Si sono ricordate anche le grandi virtù dell'olio, ovvero le sue proprietà salutistiche rappresentate dalla dieta mediterranea, l'unica riconosciuta dall'Unesco e sostenuta da una vera e propria ricerca scientifica. «30 gr di olio extravergine al giorno fanno bene alla salute, per i giovani si può arrivare anche a 60 gr al giorno. Queste proprietà salutari sono oggi sancite da studi scientifici importanti» ha sottolineato Giacomo Trallori, medico gastroenterologo. Il valore salutare dell'olio sembra a volte non troppo apprezzato o conosciuto dal consumatore, che chiede spesso una giustificazione del prezzo della bottiglia di olio che intende acquistare. «Il prezzo è un falso problema. Chi chiede un giustificativo del prezzo allo smartphone o alla macchina? Il vero problema è che l'olio non è di moda.» dice Alberto Grimelli, direttore di Teatro Naturale, che prosegue affermando che ancora il consumatore non ha chiara la differenza fra l'olio primo prezzo e quello più alto. Bisogna insegnare allora come si utilizza un prodotto di qualità.
Una soluzione potrebbe essere andare direttamente dai produttori per comprare l'olio, come sostiene Sonia Donati, coordinatrice Toscana Guida EVO Slow Food, al fine di comprendere appieno il lavoro che parte dalla pianta per poi arrivare all'imbottigliamento dell'olio extravergine.

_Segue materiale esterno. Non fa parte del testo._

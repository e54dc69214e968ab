//! Typewriter slot in the hero section.
//!
//! The slot's text is a leptos signal; the [`Typewriter`] writes frames into
//! the signal and the mounted view re-renders them.

use std::time::Duration;

use leptos::prelude::*;

use crate::app::Page;
use crate::config::{selectors, typing};
use crate::core::error::SetupError;
use crate::core::{TextSink, Typewriter};
use crate::utils::BrowserScheduler;

impl TextSink for RwSignal<String> {
    fn render(&self, text: &str) {
        self.set(text.to_string());
    }
}

#[component]
fn TypedText(text: ReadSignal<String>) -> impl IntoView {
    move || text.get()
}

/// Mounts the typed text into `#typed-text` and starts the typewriter.
///
/// Does nothing when the slot is absent.
pub fn install(page: &Page) -> Result<Typewriter<BrowserScheduler>, SetupError> {
    let slot = page.by_id(selectors::TYPED_TEXT_ID)?;
    slot.set_text_content(None);

    let text = RwSignal::new(String::new());
    let read = text.read_only();
    mount_to(slot, move || view! { <TypedText text=read /> }).forget();

    let writer = Typewriter::new(page.site.typing.texts.clone(), text, page.scheduler.clone())?;
    writer.start(Duration::from_millis(u64::from(typing::START_DELAY_MS)));
    Ok(writer)
}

Altro grande ostacolo per le produzioni italiane sono le contraffazioni, Giuseppe Vadalà, Comandante regionale del Corpo Forestale dello Stato, ricorda infatti che ancora c'è molto da fare in questo senso, per la tutela con certificazioni e per non creare sfiducia nel mercato, conseguenza inevitabile delle frodi. «La legalità paga e va fatto un gioco di squadra nazionale.»

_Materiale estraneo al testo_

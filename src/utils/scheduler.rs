//! Browser [`Scheduler`] backed by `setTimeout` and `requestAnimationFrame`.

use std::cell::RefCell;
use std::collections::HashMap;
use std::rc::Rc;
use std::time::Duration;

use leptos::prelude::{
    AnimationFrameRequestHandle, TimeoutHandle, request_animation_frame_with_handle,
    set_timeout_with_handle,
};

use crate::core::{Scheduler, TaskHandle, schedule::Task};
use crate::utils::console;

enum Pending {
    Timeout(TimeoutHandle),
    Frame(AnimationFrameRequestHandle),
}

#[derive(Default)]
struct Inner {
    next_id: u64,
    pending: HashMap<u64, Pending>,
}

/// Scheduler for the live page.
///
/// Keeps the browser handle of every pending task so it can be cancelled by
/// [`TaskHandle`]. Entries are dropped when their task runs.
#[derive(Clone, Default)]
pub struct BrowserScheduler {
    inner: Rc<RefCell<Inner>>,
}

impl BrowserScheduler {
    pub fn new() -> Self {
        Self::default()
    }

    fn reserve(&self) -> u64 {
        let mut inner = self.inner.borrow_mut();
        inner.next_id += 1;
        inner.next_id
    }

    /// Wraps `task` so it forgets its own entry before running.
    fn tracked(&self, id: u64, task: Task) -> impl FnOnce() + 'static {
        let inner = Rc::clone(&self.inner);
        move || {
            inner.borrow_mut().pending.remove(&id);
            task();
        }
    }
}

impl Scheduler for BrowserScheduler {
    fn set_timeout(&self, delay: Duration, task: Task) -> TaskHandle {
        let id = self.reserve();
        match set_timeout_with_handle(self.tracked(id, task), delay) {
            Ok(handle) => {
                self.inner
                    .borrow_mut()
                    .pending
                    .insert(id, Pending::Timeout(handle));
            }
            Err(e) => console::warn(&format!("setTimeout failed: {:?}", e)),
        }
        TaskHandle(id)
    }

    fn request_frame(&self, task: Task) -> TaskHandle {
        let id = self.reserve();
        match request_animation_frame_with_handle(self.tracked(id, task)) {
            Ok(handle) => {
                self.inner
                    .borrow_mut()
                    .pending
                    .insert(id, Pending::Frame(handle));
            }
            Err(e) => console::warn(&format!("requestAnimationFrame failed: {:?}", e)),
        }
        TaskHandle(id)
    }

    fn cancel(&self, handle: TaskHandle) {
        let pending = self.inner.borrow_mut().pending.remove(&handle.0);
        match pending {
            Some(Pending::Timeout(h)) => h.clear(),
            Some(Pending::Frame(h)) => h.cancel(),
            None => {}
        }
    }
}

Tale gioco di squadra si trova davanti una grande sfida, ovvero far ripartire un comparto e far sì che questo crei reddito e che i consumatori ne possano apprezzare l'eccellenza. Anche gli studenti dell'Istituto Agrario di Firenze e di quello di Siena hanno manifestato la volontà di far ripartire il settore: Tobia di Siena ha chiesto come poter recuperare gli oliveti abbandonati. A lui rispondono il presidente Sanie Cesare Buonamici, fratello della giornalista Cesara e Guardia Forestale: bisogna prima di tutto capire se si può riscattare l'oliveto non solo dal punto di vista paesaggistico, ma anche produttivo. Poi andare sul sito di Regione Toscana e cercare la “legge 39/2000” e studiare le modalità di richiesta per il riscatto.
Tommaso, sempre dell'Istituto Agrario di Siena, domanda se per incrementare la produzione si possa far uso delle varietà spagnole, anche al fine di innovare. Il perito agrario Nincirisponde che bisogna sperimentare: si possono provare anche sistemi spagnoli di meccanizzazione sulle nostre cultivar. Per Grimelliinvece l'innovazione non passa solo dalla riduzione dei costi, ma deve portare anche un valore aggiunto: per il direttore di Teatro Naturale si deve puntare ad una fascia di qualità. Infine, dall'Istituto Agrario di Firenze arriva la domanda sull'utilizzo intelligente del marketing al fine di uscire dalla crisi del settore. Per Grimelli la comunicazione a livello nazionale non si è dimostrata troppo efficace e si deve dunque puntare su una tarata sulle aziende, cercando di comprendere ancora una volta a chi il produttore intende rivolgersi, a quale consumatore.
La mattinata si conclude con l'affermazione di tre parole chiave utili per far ripartire e sviluppare ulteriormente tutta la filiera: tracciabilità, tutela e qualità.